● **Instructions to follow**
Set down, please, exactly the lines below that run from the line with "let cli = Cli::parse();" to the line with "let email = form.validate_password_login()?;", both lines included.

● **Information**
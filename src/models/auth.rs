//! Authentication request, response, event and error types
//!
//! Every auth action resolves to an [`AuthResult`]: either the action's data
//! or an [`AuthError`], never both and never neither.

use super::{Session, User, UserMetadata};
use serde::{Deserialize, Serialize};
use std::fmt;

/// Result of an auth action
pub type AuthResult<T> = Result<T, AuthError>;

/// Coarse classification of an auth failure
#[derive(Debug, Clone, Copy, PartialEq, Eq)]
pub enum AuthErrorKind {
    /// The backend rejected the request (bad credentials, weak password, expired code, ...)
    InputRejected,
    /// Network unreachable, timeout or server failure
    Transport,
    /// Anything unexpected at the call site
    Internal,
}

impl fmt::Display for AuthErrorKind {
    fn fmt(&self, f: &mut fmt::Formatter<'_>) -> fmt::Result {
        match self {
            AuthErrorKind::InputRejected => write!(f, "input rejected"),
            AuthErrorKind::Transport => write!(f, "transport"),
            AuthErrorKind::Internal => write!(f, "internal"),
        }
    }
}

/// Error surfaced by an auth action
///
/// The message is shown to users verbatim, so it carries the backend's own
/// wording whenever one was returned.
#[derive(Debug, Clone, PartialEq, Eq, thiserror::Error)]
#[error("{message}")]
pub struct AuthError {
    pub kind: AuthErrorKind,
    pub message: String,
    pub code: Option<String>,
    pub status: Option<u16>,
}

impl AuthError {
    #[must_use]
    pub fn new(kind: AuthErrorKind, message: impl Into<String>) -> Self {
        Self {
            kind,
            message: message.into(),
            code: None,
            status: None,
        }
    }

    #[must_use]
    pub fn rejected(message: impl Into<String>) -> Self {
        Self::new(AuthErrorKind::InputRejected, message)
    }

    #[must_use]
    pub fn transport(message: impl Into<String>) -> Self {
        Self::new(AuthErrorKind::Transport, message)
    }

    #[must_use]
    pub fn internal(message: impl Into<String>) -> Self {
        Self::new(AuthErrorKind::Internal, message)
    }

    #[must_use]
    pub fn with_code(mut self, code: impl Into<String>) -> Self {
        self.code = Some(code.into());
        self
    }

    #[must_use]
    pub fn with_status(mut self, status: u16) -> Self {
        self.status = Some(status);
        self
    }

    /// Build from an HTTP status and the backend's error message
    #[must_use]
    pub fn from_status(status: u16, message: impl Into<String>, code: Option<String>) -> Self {
        let kind = if status >= 500 {
            AuthErrorKind::Transport
        } else {
            AuthErrorKind::InputRejected
        };
        Self {
            kind,
            message: message.into(),
            code,
            status: Some(status),
        }
    }

    /// Whether the backend considers the session unknown or already invalid
    #[must_use]
    pub fn is_session_missing(&self) -> bool {
        matches!(self.status, Some(401 | 403 | 404))
            || matches!(
                self.code.as_deref(),
                Some("session_not_found" | "bad_jwt" | "refresh_token_not_found")
            )
    }
}

impl From<reqwest::Error> for AuthError {
    fn from(err: reqwest::Error) -> Self {
        if err.is_decode() {
            return Self::internal(format!("Unexpected response from auth service: {err}"));
        }
        let error = Self::transport(format!("Network request failed: {err}"));
        match err.status() {
            Some(status) => error.with_status(status.as_u16()),
            None => error,
        }
    }
}

/// Data returned by sign-in, sign-up and verification actions
///
/// Sign-up returns a user without a session while e-mail confirmation is
/// pending; the OTP dispatch returns neither.
#[derive(Debug, Clone, Default, PartialEq)]
pub struct AuthData {
    pub user: Option<User>,
    pub session: Option<Session>,
}

impl AuthData {
    #[must_use]
    pub fn empty() -> Self {
        Self::default()
    }

    #[must_use]
    pub fn from_session(session: Session) -> Self {
        Self {
            user: Some(session.user.clone()),
            session: Some(session),
        }
    }

    #[must_use]
    pub fn from_user(user: User) -> Self {
        Self {
            user: Some(user),
            session: None,
        }
    }

    /// True when the account exists but still needs e-mail confirmation
    #[must_use]
    pub fn needs_confirmation(&self) -> bool {
        self.session.is_none() && self.user.is_some()
    }
}

/// Which kind of one-time code is being verified
#[derive(Serialize, Deserialize, Debug, Clone, Copy, PartialEq, Eq, Default)]
#[serde(rename_all = "snake_case")]
pub enum OtpType {
    #[default]
    Email,
    Signup,
    Magiclink,
    Recovery,
}

#[derive(Debug, Clone, PartialEq)]
pub struct OtpRequest {
    pub email: String,
    pub redirect_to: Option<String>,
    pub create_user: bool,
}

#[derive(Clone, PartialEq)]
pub struct PasswordCredentials {
    pub email: String,
    pub password: String,
}

impl fmt::Debug for PasswordCredentials {
    fn fmt(&self, f: &mut fmt::Formatter<'_>) -> fmt::Result {
        f.debug_struct("PasswordCredentials")
            .field("email", &self.email)
            .finish_non_exhaustive()
    }
}

#[derive(Clone, PartialEq)]
pub struct SignUpRequest {
    pub email: String,
    pub password: String,
    pub data: UserMetadata,
    pub redirect_to: Option<String>,
}

impl fmt::Debug for SignUpRequest {
    fn fmt(&self, f: &mut fmt::Formatter<'_>) -> fmt::Result {
        f.debug_struct("SignUpRequest")
            .field("email", &self.email)
            .field("data", &self.data)
            .field("redirect_to", &self.redirect_to)
            .finish_non_exhaustive()
    }
}

#[derive(Debug, Clone, PartialEq)]
pub struct VerifyOtpRequest {
    pub email: String,
    pub token: String,
    pub otp_type: OtpType,
}

/// Kinds of session change pushed by the backend
#[derive(Debug, Clone, Copy, PartialEq, Eq)]
pub enum AuthChangeEvent {
    InitialSession,
    SignedIn,
    SignedOut,
    TokenRefreshed,
    UserUpdated,
}

impl fmt::Display for AuthChangeEvent {
    fn fmt(&self, f: &mut fmt::Formatter<'_>) -> fmt::Result {
        let name = match self {
            AuthChangeEvent::InitialSession => "INITIAL_SESSION",
            AuthChangeEvent::SignedIn => "SIGNED_IN",
            AuthChangeEvent::SignedOut => "SIGNED_OUT",
            AuthChangeEvent::TokenRefreshed => "TOKEN_REFRESHED",
            AuthChangeEvent::UserUpdated => "USER_UPDATED",
        };
        f.write_str(name)
    }
}

/// A pushed session change: the event and the session it leaves behind
#[derive(Debug, Clone, PartialEq)]
pub struct AuthStateChange {
    pub event: AuthChangeEvent,
    pub session: Option<Session>,
}

impl AuthStateChange {
    #[must_use]
    pub fn new(event: AuthChangeEvent, session: Option<Session>) -> Self {
        Self { event, session }
    }

    #[must_use]
    pub fn signed_in(session: Session) -> Self {
        Self::new(AuthChangeEvent::SignedIn, Some(session))
    }

    #[must_use]
    pub fn signed_out() -> Self {
        Self::new(AuthChangeEvent::SignedOut, None)
    }
}
//! Root navigator decision
//!
//! The app shows a loading screen while the session is initializing, the
//! auth stack when signed out, and the main tabs when signed in.

use super::state::{AuthState, SessionSnapshot};
use std::fmt;

/// Screens of the unauthenticated stack
#[derive(Debug, Clone, Copy, PartialEq, Eq)]
pub enum AuthScreen {
    Login,
    SignUp,
    OtpVerification,
}

/// Tabs of the authenticated navigator
#[derive(Debug, Clone, Copy, PartialEq, Eq)]
pub enum MainTab {
    Feed,
    Projects,
    Hackathons,
    College,
    Profile,
}

impl AuthScreen {
    pub const ALL: [AuthScreen; 3] = [
        AuthScreen::Login,
        AuthScreen::SignUp,
        AuthScreen::OtpVerification,
    ];
}

impl MainTab {
    pub const ALL: [MainTab; 5] = [
        MainTab::Feed,
        MainTab::Projects,
        MainTab::Hackathons,
        MainTab::College,
        MainTab::Profile,
    ];

    /// Icon name shown in the tab bar
    #[must_use]
    pub fn icon(self) -> &'static str {
        match self {
            MainTab::Feed => "home",
            MainTab::Projects => "folder",
            MainTab::Hackathons => "award",
            MainTab::College => "book-open",
            MainTab::Profile => "user",
        }
    }
}

/// Which navigator the root should render
#[derive(Debug, Clone, Copy, PartialEq, Eq)]
pub enum RootRoute {
    Loading,
    Auth,
    Main,
}

impl RootRoute {
    #[must_use]
    pub fn from_snapshot(snapshot: &SessionSnapshot) -> Self {
        match snapshot.state() {
            AuthState::Initializing => RootRoute::Loading,
            AuthState::Unauthenticated => RootRoute::Auth,
            AuthState::Authenticated => RootRoute::Main,
        }
    }

    /// Screen the route opens on, `None` while loading
    #[must_use]
    pub fn initial_screen(self) -> Option<&'static str> {
        match self {
            RootRoute::Loading => None,
            RootRoute::Auth => Some("Login"),
            RootRoute::Main => Some("Feed"),
        }
    }
}

impl fmt::Display for RootRoute {
    fn fmt(&self, f: &mut fmt::Formatter<'_>) -> fmt::Result {
        match self {
            RootRoute::Loading => write!(f, "loading"),
            RootRoute::Auth => write!(f, "auth"),
            RootRoute::Main => write!(f, "main"),
        }
    }
}
#![warn(clippy::pedantic)]
#![warn(clippy::cargo)]
#![allow(clippy::multiple_crate_versions)]

use anyhow::{bail, Context, Result};
use clap::{Parser, Subcommand};
use launchhub::{
    backend::{FileSessionStore, GoTrueClient},
    models::{AuthData, ProfileUpdate, SocialLinks, UserMetadata},
    session::{SessionManager, SessionManagerConfig, SessionSnapshot},
    settings::LaunchhubSettings,
    validation::{validate_otp_code, LoginForm, SignUpForm},
};
use std::sync::Arc;

#[derive(Parser)]
#[command(name = "launchhub")]
#[command(version)]
#[command(about = "Sign in to ProLaunch Hub and manage your session")]
struct Cli {
    #[command(subcommand)]
    command: Option<Commands>,
}

#[derive(Subcommand)]
enum Commands {
    /// Show who is signed in
    Status,
    /// Sign in with e-mail and password
    Login { email: String, password: String },
    /// E-mail a one-time sign-in code
    Otp { email: String },
    /// Verify an e-mailed one-time code
    Verify { email: String, code: String },
    /// Create an account
    Signup {
        email: String,
        password: String,
        full_name: String,
        college: String,
    },
    /// Sign out of the current session
    Logout,
    /// Update profile fields, e.g. `bio="Rust fan" skills=Rust,Go`
    Profile {
        #[arg(required = true, value_name = "KEY=VALUE")]
        fields: Vec<String>,
    },
}

#[tokio::main]
async fn main() -> Result<()> {
    // Load configuration from Settings.toml and environment variables
    // This also loads .env file and initializes the logger
    let settings = LaunchhubSettings::load().context("Failed to load settings")?;
    let cli = Cli::parse();

    let store = Arc::new(FileSessionStore::new(&settings.storage.session_file));
    let client = Arc::new(
        GoTrueClient::from_settings(&settings, store)
            .with_context(|| format!("Invalid backend URL {}", settings.backend.url))?,
    );
    let _refresher = settings
        .auto_refresh_interval()
        .map(|tick| client.spawn_auto_refresh(tick));

    let manager =
        SessionManager::start_with_config(client, SessionManagerConfig::from_settings(&settings));
    manager.ready().await;

    let outcome = run(&manager, &settings, cli.command.unwrap_or(Commands::Status)).await;
    print_snapshot(&manager.snapshot());
    manager.shutdown().await;
    outcome
}

async fn run(
    manager: &SessionManager,
    settings: &LaunchhubSettings,
    command: Commands,
) -> Result<()> {
    match command {
        Commands::Status => {}
        Commands::Login { email, password } => {
            let form = LoginForm { email, password };
            let email = form.validate_password_login()?;
            manager.sign_in_with_password(&email, &form.password).await?;
            wait_for_session(manager).await;
        }
        Commands::Otp { email } => {
            let form = LoginForm {
                email,
                password: String::new(),
            };
            let email = form.validate_otp_request()?;
            manager.sign_in_with_otp(&email).await?;
            println!("📧 Code sent to {email}; run `launchhub verify {email} <code>`");
        }
        Commands::Verify { email, code } => {
            let form = LoginForm {
                email,
                password: String::new(),
            };
            let email = form.validate_otp_request()?;
            let code = validate_otp_code(&code)?;
            manager.verify_otp(&email, &code).await?;
            wait_for_session(manager).await;
        }
        Commands::Signup {
            email,
            password,
            full_name,
            college,
        } => {
            let form = SignUpForm {
                full_name,
                email,
                college,
                confirm_password: password.clone(),
                password,
            };
            form.validate(settings.auth.min_password_length)?;
            let profile = UserMetadata::for_sign_up(&form.full_name, &form.college);
            let data = manager
                .sign_up(form.email.trim(), &form.password, profile)
                .await?;
            report_sign_up(&data);
        }
        Commands::Logout => {
            manager.sign_out().await?;
            let mut receiver = manager.subscribe();
            let _ = receiver.wait_for(|s| s.session.is_none()).await;
        }
        Commands::Profile { fields } => {
            let update = parse_profile_update(&fields)?;
            let user = manager.update_profile(update).await?;
            println!("✅ Profile updated for {}", user.id);
        }
    }
    Ok(())
}

/// Wait for the pushed sign-in to reach the snapshot
async fn wait_for_session(manager: &SessionManager) {
    let mut receiver = manager.subscribe();
    let _ = receiver.wait_for(|s| s.session.is_some()).await;
}

fn report_sign_up(data: &AuthData) {
    if data.needs_confirmation() {
        println!("📝 Account created. Check your e-mail to confirm it, then log in.");
    } else {
        println!("📝 Account created and signed in.");
    }
}

fn parse_profile_update(fields: &[String]) -> Result<ProfileUpdate> {
    let mut update = ProfileUpdate::new();
    let mut links = SocialLinks::default();

    for field in fields {
        let Some((key, value)) = field.split_once('=') else {
            bail!("Expected KEY=VALUE, got `{field}`");
        };
        let value = value.trim();
        update = match key.trim() {
            "full_name" | "name" => update.full_name(value),
            "college" => update.college(value),
            "bio" => update.bio(value),
            "skills" => update.skills(
                value
                    .split(',')
                    .map(str::trim)
                    .filter(|s| !s.is_empty()),
            ),
            "github" => {
                links.github = Some(value.to_string());
                update
            }
            "linkedin" => {
                links.linkedin = Some(value.to_string());
                update
            }
            "portfolio" => {
                links.portfolio = Some(value.to_string());
                update
            }
            other => bail!("Unknown profile field `{other}`"),
        };
    }

    if !links.is_empty() {
        update = update.social_links(links);
    }
    Ok(update)
}

fn print_snapshot(snapshot: &SessionSnapshot) {
    let route = launchhub::RootRoute::from_snapshot(snapshot);
    println!("Route: {route}");
    match &snapshot.user {
        Some(user) => {
            let profile = &user.user_metadata;
            let email = user.email.as_deref();
            println!(
                "Signed in as {} <{}> [{}]",
                profile.display_name(email),
                email.unwrap_or("-"),
                profile.initials(email)
            );
            if let Some(college) = &profile.college {
                println!("College: {college}");
            }
            if !profile.skills().is_empty() {
                println!("Skills: {}", profile.skills().join(", "));
            }
        }
        None => println!("Not signed in"),
    }
}
//! Testing utilities for the session client
//!
//! ## Organization
//!
//! - [`fixtures`] - Pre-built test data (users, sessions, settings)
//! - [`mock`] - In-memory auth backend
//!
//! ## Usage
//!
//! ```rust
//! use launchhub::testing::{fixtures::TestFixtures, mock::MockAuthBackend};
//! use launchhub::session::SessionManager;
//! use std::sync::Arc;
//!
//! # #[tokio::main(flavor = "current_thread")]
//! # async fn main() {
//! let backend = Arc::new(MockAuthBackend::with_session(TestFixtures::session()));
//! let manager = SessionManager::start(backend);
//! assert!(manager.ready().await.is_authenticated());
//! # }
//! ```

pub mod fixtures;
pub mod mock;

pub use fixtures::TestFixtures;
pub use mock::MockAuthBackend;

/// Common test constants
pub mod constants {
    /// Default test email address
    pub const TEST_EMAIL: &str = "test@example.com";

    /// Default test password
    pub const TEST_PASSWORD: &str = "secret123";

    /// Default test user name
    pub const TEST_USER_NAME: &str = "Test User";

    /// Default test college
    pub const TEST_COLLEGE: &str = "Test College";

    /// Default test user id
    pub const TEST_USER_ID: &str = "00000000-0000-4000-8000-000000000001";

    /// One-time code the mock backend accepts
    pub const TEST_OTP_CODE: &str = "123456";

    pub const TEST_ACCESS_TOKEN: &str = "test_access_token";

    pub const TEST_REFRESH_TOKEN: &str = "test_refresh_token";
}
//! In-memory auth backend for isolated testing
//!
//! `MockAuthBackend` behaves like the hosted service for the flows the app
//! uses: accounts with passwords, e-mailed one-time codes, sessions, merged
//! profile metadata and pushed session changes. Test hooks let a test hold
//! or fail the startup query, inject errors, and push external changes.

use crate::backend::{AuthBackend, AuthEventBus, AuthSubscription};
use crate::models::{
    AuthChangeEvent, AuthData, AuthError, AuthResult, AuthStateChange, OtpRequest,
    PasswordCredentials, ProfileUpdate, Session, SignUpRequest, User, VerifyOtpRequest,
};
use async_trait::async_trait;
use chrono::Utc;
use std::collections::HashMap;
use std::sync::atomic::{AtomicBool, AtomicUsize, Ordering};
use std::sync::{Mutex, MutexGuard, PoisonError};
use tokio::sync::watch;

use super::constants::TEST_OTP_CODE;

const MIN_PASSWORD_LENGTH: usize = 6;

struct Account {
    password: String,
    user: User,
}

#[derive(Default)]
struct MockState {
    accounts: HashMap<String, Account>,
    session: Option<Session>,
    pending_codes: HashMap<String, String>,
    initial_error: Option<AuthError>,
    next_error: Option<AuthError>,
    otp_requests: Vec<OtpRequest>,
    sign_up_requests: Vec<SignUpRequest>,
    confirm_sign_ups: bool,
}

/// In-memory stand-in for the hosted auth service
pub struct MockAuthBackend {
    state: Mutex<MockState>,
    events: AuthEventBus,
    initial_gate: watch::Sender<bool>,
    call_gate: watch::Sender<bool>,
    hold_next: AtomicBool,
    parked_calls: AtomicUsize,
    silent: AtomicBool,
    panic_next: AtomicBool,
    token_counter: AtomicUsize,
}

impl Default for MockAuthBackend {
    fn default() -> Self {
        Self::new()
    }
}

impl MockAuthBackend {
    /// Backend with no accounts and no session
    #[must_use]
    pub fn new() -> Self {
        let (initial_gate, _) = watch::channel(true);
        let (call_gate, _) = watch::channel(true);
        Self {
            state: Mutex::new(MockState {
                confirm_sign_ups: true,
                ..MockState::default()
            }),
            events: AuthEventBus::new(),
            initial_gate,
            call_gate,
            hold_next: AtomicBool::new(false),
            parked_calls: AtomicUsize::new(0),
            silent: AtomicBool::new(false),
            panic_next: AtomicBool::new(false),
            token_counter: AtomicUsize::new(0),
        }
    }

    /// Backend that restores `session` on startup
    #[must_use]
    pub fn with_session(session: Session) -> Self {
        let backend = Self::new();
        backend.add_user(session.user.clone(), super::constants::TEST_PASSWORD);
        backend.lock().session = Some(session);
        backend
    }

    fn lock(&self) -> MutexGuard<'_, MockState> {
        self.state.lock().unwrap_or_else(PoisonError::into_inner)
    }

    // -------------------------------------------------------------------------
    // Test hooks
    // -------------------------------------------------------------------------

    /// Register an account
    pub fn add_user(&self, user: User, password: &str) {
        let email = user.email.clone().unwrap_or_default();
        self.lock().accounts.insert(
            email,
            Account {
                password: password.to_string(),
                user,
            },
        );
    }

    /// Make `get_session` wait until [`Self::release_initial_session`]
    pub fn hold_initial_session(&self) {
        self.initial_gate.send_replace(false);
    }

    pub fn release_initial_session(&self) {
        self.initial_gate.send_replace(true);
    }

    /// Make the startup query fail with `error`
    pub fn fail_initial_session(&self, error: AuthError) {
        self.lock().initial_error = Some(error);
    }

    /// Make the next action fail with `error`
    pub fn fail_next_call(&self, error: AuthError) {
        self.lock().next_error = Some(error);
    }

    /// Park the next action until [`Self::release_held_calls`]
    ///
    /// Later actions are not affected.
    pub fn hold_next_call(&self) {
        self.call_gate.send_replace(false);
        self.hold_next.store(true, Ordering::SeqCst);
    }

    pub fn release_held_calls(&self) {
        self.call_gate.send_replace(true);
    }

    /// Number of actions currently parked by [`Self::hold_next_call`]
    #[must_use]
    pub fn parked_calls(&self) -> usize {
        self.parked_calls.load(Ordering::SeqCst)
    }

    /// Make the next action panic
    pub fn panic_on_next_call(&self) {
        self.panic_next.store(true, Ordering::SeqCst);
    }

    /// Stop pushing changes caused by actions (external pushes still go out)
    pub fn set_silent(&self, silent: bool) {
        self.silent.store(silent, Ordering::SeqCst);
    }

    /// Whether sign-up returns a session immediately (`true`) or waits for
    /// e-mail confirmation (`false`)
    pub fn set_confirm_sign_ups(&self, confirm: bool) {
        self.lock().confirm_sign_ups = confirm;
    }

    /// Push a change without touching server-side state
    pub fn push(&self, change: AuthStateChange) {
        self.events.publish(&change);
    }

    /// Revoke the current session server-side and push the sign-out
    pub fn revoke_session(&self) {
        self.lock().session = None;
        self.push(AuthStateChange::signed_out());
    }

    /// Issue a fresh token pair for the current session and push the refresh
    pub fn refresh_tokens(&self) -> Option<Session> {
        let session = self.lock().session.clone()?;
        let refreshed = self.issue_session(session.user);
        self.lock().session = Some(refreshed.clone());
        self.push(AuthStateChange::new(
            AuthChangeEvent::TokenRefreshed,
            Some(refreshed.clone()),
        ));
        Some(refreshed)
    }

    /// Code the last OTP request for `email` produced
    #[must_use]
    pub fn pending_code(&self, email: &str) -> Option<String> {
        self.lock().pending_codes.get(email).cloned()
    }

    #[must_use]
    pub fn otp_requests(&self) -> Vec<OtpRequest> {
        self.lock().otp_requests.clone()
    }

    #[must_use]
    pub fn sign_up_requests(&self) -> Vec<SignUpRequest> {
        self.lock().sign_up_requests.clone()
    }

    /// Server-side copy of the user registered under `email`
    #[must_use]
    pub fn stored_user(&self, email: &str) -> Option<User> {
        self.lock().accounts.get(email).map(|a| a.user.clone())
    }

    #[must_use]
    pub fn current_session(&self) -> Option<Session> {
        self.lock().session.clone()
    }

    #[must_use]
    pub fn listener_count(&self) -> usize {
        self.events.listener_count()
    }

    // -------------------------------------------------------------------------
    // Internals
    // -------------------------------------------------------------------------

    /// Apply any hold, panic or failure injected for the next action
    async fn before_call(&self) -> AuthResult<()> {
        if self.hold_next.swap(false, Ordering::SeqCst) {
            let mut gate = self.call_gate.subscribe();
            self.parked_calls.fetch_add(1, Ordering::SeqCst);
            let _ = gate.wait_for(|open| *open).await;
            self.parked_calls.fetch_sub(1, Ordering::SeqCst);
        }
        if self.panic_next.swap(false, Ordering::SeqCst) {
            panic!("injected backend panic");
        }
        match self.lock().next_error.take() {
            Some(error) => Err(error),
            None => Ok(()),
        }
    }

    fn issue_session(&self, user: User) -> Session {
        let n = self.token_counter.fetch_add(1, Ordering::SeqCst);
        Session::new(
            &format!("mock_access_{n}"),
            &format!("mock_refresh_{n}"),
            3600,
            user,
        )
    }

    fn start_session(&self, mut user: User) -> Session {
        user.last_sign_in_at = Some(Utc::now());
        let session = self.issue_session(user);
        self.lock().session = Some(session.clone());
        self.announce(AuthStateChange::signed_in(session.clone()));
        session
    }

    fn announce(&self, change: AuthStateChange) {
        if !self.silent.load(Ordering::SeqCst) {
            self.events.publish(&change);
        }
    }
}

#[async_trait]
impl AuthBackend for MockAuthBackend {
    async fn get_session(&self) -> AuthResult<Option<Session>> {
        let mut gate = self.initial_gate.subscribe();
        // The sender lives as long as `self`, so this only waits for release
        let _ = gate.wait_for(|open| *open).await;

        let mut state = self.lock();
        match state.initial_error.take() {
            Some(error) => Err(error),
            None => Ok(state.session.clone()),
        }
    }

    fn on_auth_state_change(&self) -> AuthSubscription {
        self.events.subscribe()
    }

    async fn sign_in_with_otp(&self, request: OtpRequest) -> AuthResult<AuthData> {
        self.before_call().await?;
        let mut state = self.lock();
        if !state.accounts.contains_key(&request.email) {
            if !request.create_user {
                return Err(AuthError::rejected("Signups not allowed for otp")
                    .with_code("otp_disabled")
                    .with_status(422));
            }
            let user = User::new(&uuid::Uuid::new_v4().to_string(), &request.email);
            state.accounts.insert(
                request.email.clone(),
                Account {
                    password: String::new(),
                    user,
                },
            );
        }
        state
            .pending_codes
            .insert(request.email.clone(), TEST_OTP_CODE.to_string());
        state.otp_requests.push(request);
        Ok(AuthData::empty())
    }

    async fn sign_in_with_password(
        &self,
        credentials: PasswordCredentials,
    ) -> AuthResult<AuthData> {
        self.before_call().await?;
        let user = {
            let state = self.lock();
            match state.accounts.get(&credentials.email) {
                Some(account)
                    if !account.password.is_empty() && account.password == credentials.password =>
                {
                    account.user.clone()
                }
                _ => {
                    return Err(AuthError::rejected("Invalid login credentials")
                        .with_code("invalid_credentials")
                        .with_status(400))
                }
            }
        };
        Ok(AuthData::from_session(self.start_session(user)))
    }

    async fn sign_up(&self, request: SignUpRequest) -> AuthResult<AuthData> {
        self.before_call().await?;
        if request.password.len() < MIN_PASSWORD_LENGTH {
            return Err(
                AuthError::rejected("Password should be at least 6 characters.")
                    .with_code("weak_password")
                    .with_status(422),
            );
        }

        let (user, confirm) = {
            let mut state = self.lock();
            state.sign_up_requests.push(request.clone());
            if state.accounts.contains_key(&request.email) {
                return Err(AuthError::rejected("User already registered")
                    .with_code("user_already_exists")
                    .with_status(422));
            }
            let mut user = User::new(&uuid::Uuid::new_v4().to_string(), &request.email)
                .with_metadata(request.data.clone());
            user.created_at = Some(Utc::now());
            state.accounts.insert(
                request.email.clone(),
                Account {
                    password: request.password.clone(),
                    user: user.clone(),
                },
            );
            (user, state.confirm_sign_ups)
        };

        if confirm {
            Ok(AuthData::from_session(self.start_session(user)))
        } else {
            Ok(AuthData::from_user(user))
        }
    }

    async fn verify_otp(&self, request: VerifyOtpRequest) -> AuthResult<AuthData> {
        self.before_call().await?;
        let user = {
            let mut state = self.lock();
            let valid = state
                .pending_codes
                .get(&request.email)
                .is_some_and(|code| *code == request.token);
            if !valid {
                return Err(AuthError::rejected("Token has expired or is invalid")
                    .with_code("otp_expired")
                    .with_status(403));
            }
            state.pending_codes.remove(&request.email);
            let account = state.accounts.get_mut(&request.email).ok_or_else(|| {
                AuthError::rejected("User not found").with_code("user_not_found")
            })?;
            account.user.email_confirmed_at = Some(Utc::now());
            account.user.clone()
        };
        Ok(AuthData::from_session(self.start_session(user)))
    }

    async fn sign_out(&self) -> AuthResult<()> {
        self.before_call().await?;
        self.lock().session = None;
        self.announce(AuthStateChange::signed_out());
        Ok(())
    }

    async fn update_user(&self, update: ProfileUpdate) -> AuthResult<User> {
        self.before_call().await?;
        let session = {
            let mut state = self.lock();
            let Some(mut session) = state.session.clone() else {
                return Err(AuthError::rejected("Auth session missing!")
                    .with_code("session_not_found")
                    .with_status(401));
            };
            let email = session.user.email.clone().unwrap_or_default();
            let account = state.accounts.get_mut(&email).ok_or_else(|| {
                AuthError::rejected("User not found").with_code("user_not_found")
            })?;
            account.user.user_metadata.merge(&update);
            session.user = account.user.clone();
            state.session = Some(session.clone());
            session
        };

        let user = session.user.clone();
        self.announce(AuthStateChange::new(
            AuthChangeEvent::UserUpdated,
            Some(session),
        ));
        Ok(user)
    }
}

● **Solution below**
    let cli = Cli::parse();

    let store = Arc::new(FileSessionStore::new(&settings.storage.session_file));
    let client = Arc::new(
        GoTrueClient::from_settings(&settings, store)
            .with_context(|| format!("Invalid backend URL {}", settings.backend.url))?,
    );
    let _refresher = settings
        .auto_refresh_interval()
        .map(|tick| client.spawn_auto_refresh(tick));

    let manager =
        SessionManager::start_with_config(client, SessionManagerConfig::from_settings(&settings));
    manager.ready().await;

    let outcome = run(&manager, &settings, cli.command.unwrap_or(Commands::Status)).await;
    print_snapshot(&manager.snapshot());
    manager.shutdown().await;
    outcome
}

async fn run(
    manager: &SessionManager,
    settings: &LaunchhubSettings,
    command: Commands,
) -> Result<()> {
    match command {
        Commands::Status => {}
        Commands::Login { email, password } => {
            let form = LoginForm { email, password };
            let email = form.validate_password_login()?;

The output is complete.